Voter turnout has declined from 79% of registered voters in 1958/1962 to 61% in 2011 with only 25% of youth(under25) casting a ballot.
Couple the 61% voter turnout with the 40% of turnout required to form a majority government means that only 24% of the population at most is represented by the political party in control of the administration of government. Is this a true mandate? Do 24% of the people actually have the authority to enact their legislation over the other 76%?
In Canada, yes they do! That is the law. Is it right? No!
Is it democratically correct? That is the debate.
Regardless of the voting method used to elect the government, be it FPTP, STV, PR or any other, without voter confidence in who is elected, true representation is limited at best. Unless those in government represent the majority of the electorate, can it be called democracy? Has the government have legitimacy?
there is a broader concern about an apparent long-term decline in public confidence in politicians and political institutions. This trend was most recently documented in a report from the Minister for Democratic Reform, released on 10 September 2007. Based on extensive public consultations, the report identifies mistrust of members of Parliament (MPs) and frustration with the operation of the House of Commons as widespread attitudes. Perhaps reflecting this trend, voter participation in federal elections has declined from the levels of 75% to 80% typical of the 1950s and 1960s, to 61.5% in the 2004 election, for example, and 64.7% in 2006. Moreover, political engagement by young Canadians has fallen to extremely low levels from a traditional 50% voter participation rate to around 25% in recent elections. These figures have led to concern about an impending legitimacy crisis relating to Parliament and politics.
Canada needs to regain trust in government. People need to trust their representatives. Our representatives, Members of Parliament and Members of Legislative Assemblies, need to be accountable to those whom they represent.
and the winner is ……?
Fair Elections is the main discussion in politics this year. The election in 2015, although most likely over a year away at the time of writing this piece, underlies almost every conversation, legislation and procedure in Parliament with all political parties trying to gain one-upmanship upon the other. The newly introduced Fair Elections Act does near nothing to promote “Fairer Elections”. Many might argue that the bill sets democracy back.
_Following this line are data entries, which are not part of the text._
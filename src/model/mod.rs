//! # HBnB Domain Model
//!
//! Validated entities (users, places, amenities, reviews) and the traits the
//! repository and facade layers rely on.
//!
//! Entities never hold each other by reference. Relationships are kept as
//! id sets on both sides and resolved through the repositories.

pub mod errors;
pub mod base;
pub mod user;
pub mod amenity;
pub mod place;
pub mod review;

use serde::de::DeserializeOwned;
use serde::Serialize;
use uuid::Uuid;

pub use amenity::{Amenity, AmenityPatch, AmenityView};
pub use base::Record;
pub use errors::{ModelError, ModelResult};
pub use place::{Place, PlaceDetail, PlacePatch, PlaceSummary, PlaceView};
pub use review::{Review, ReviewPatch, ReviewView};
pub use user::{User, UserPatch, UserSummary, UserView};

/// A storable domain entity
pub trait Entity: Clone + Serialize + DeserializeOwned + Send + Sync + 'static {
    /// Partial update accepted by [`Entity::apply_patch`]
    type Patch: Send + Sync;

    /// Collection name (used for table files and error messages)
    const KIND: &'static str;

    /// Common metadata
    fn record(&self) -> &Record;

    /// Entity identifier
    fn id(&self) -> Uuid {
        self.record().id
    }

    /// Apply a partial update, re-validating the touched fields.
    ///
    /// Must leave `self` untouched on error.
    fn apply_patch(&mut self, patch: &Self::Patch) -> ModelResult<()>;

    /// Keys that must be unique across the collection, as `(name, value)`
    fn unique_keys(&self) -> Vec<(&'static str, String)> {
        Vec::new()
    }
}

/// Entities that belong to exactly one user
pub trait OwnedByUser {
    /// The owning user's id
    fn owner_id(&self) -> Uuid;

    /// Whether `user_id` owns this entity
    fn is_owner(&self, user_id: Uuid) -> bool {
        self.owner_id() == user_id
    }
}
and the loser is: the People of Canada? Once Again!
Regardless of the spin politicians spew out over the media, that is all it is, political spin, meant to be impressive but, in service to the public, – nothing – nada – zip.
If general elections do not provide an opportunity for voters to pass judgment on the views and performance of their MP (and her opponents), then there is little guarantee that members will use any increased power they may garner in the House of Commons to reflect the views of their constituents. Similarly, a party’s leadership is unlikely to cede authority to back bench members who lack a policy mandate from their constituents. The real dilemma then is not the role of the MP in the House of Commons, though this is certainly part of it, but rather the lack of opportunity for voters to first empower and then pass judgment on the job done by their MP. One way to rectify this problem is through reform of our electoral and parliamentary systems to allow voters to cast different votes for their preferred representative and preferred government.
When candidates are chosen by the party leadership and not local voters, it is impossible to argue that they have any mandate from their local voters separate from the party leadership. Similarly, when the governing party ensures the easy renomination of its incumbents, it provides little incentive for them to vigorously defend their constituents’ interests in their House of Commons’ work. Their renomination is automatic and their general election chances lie almost completely with voters’ views of their party’s performance and not with an evaluation of the job of the individual MP.
Latest suggestion for Redesigning Parliament to make it more relevant to Canadians: create a citizen-engaging deliberative body to advise and direct individual MPs. Vaughan Lyon, Professor Emeritus at Trent University outlines his idea for Constituency Parliaments to formalize the connection between MP and constituents, allow the MP to be truly representative and reduce the power of the party.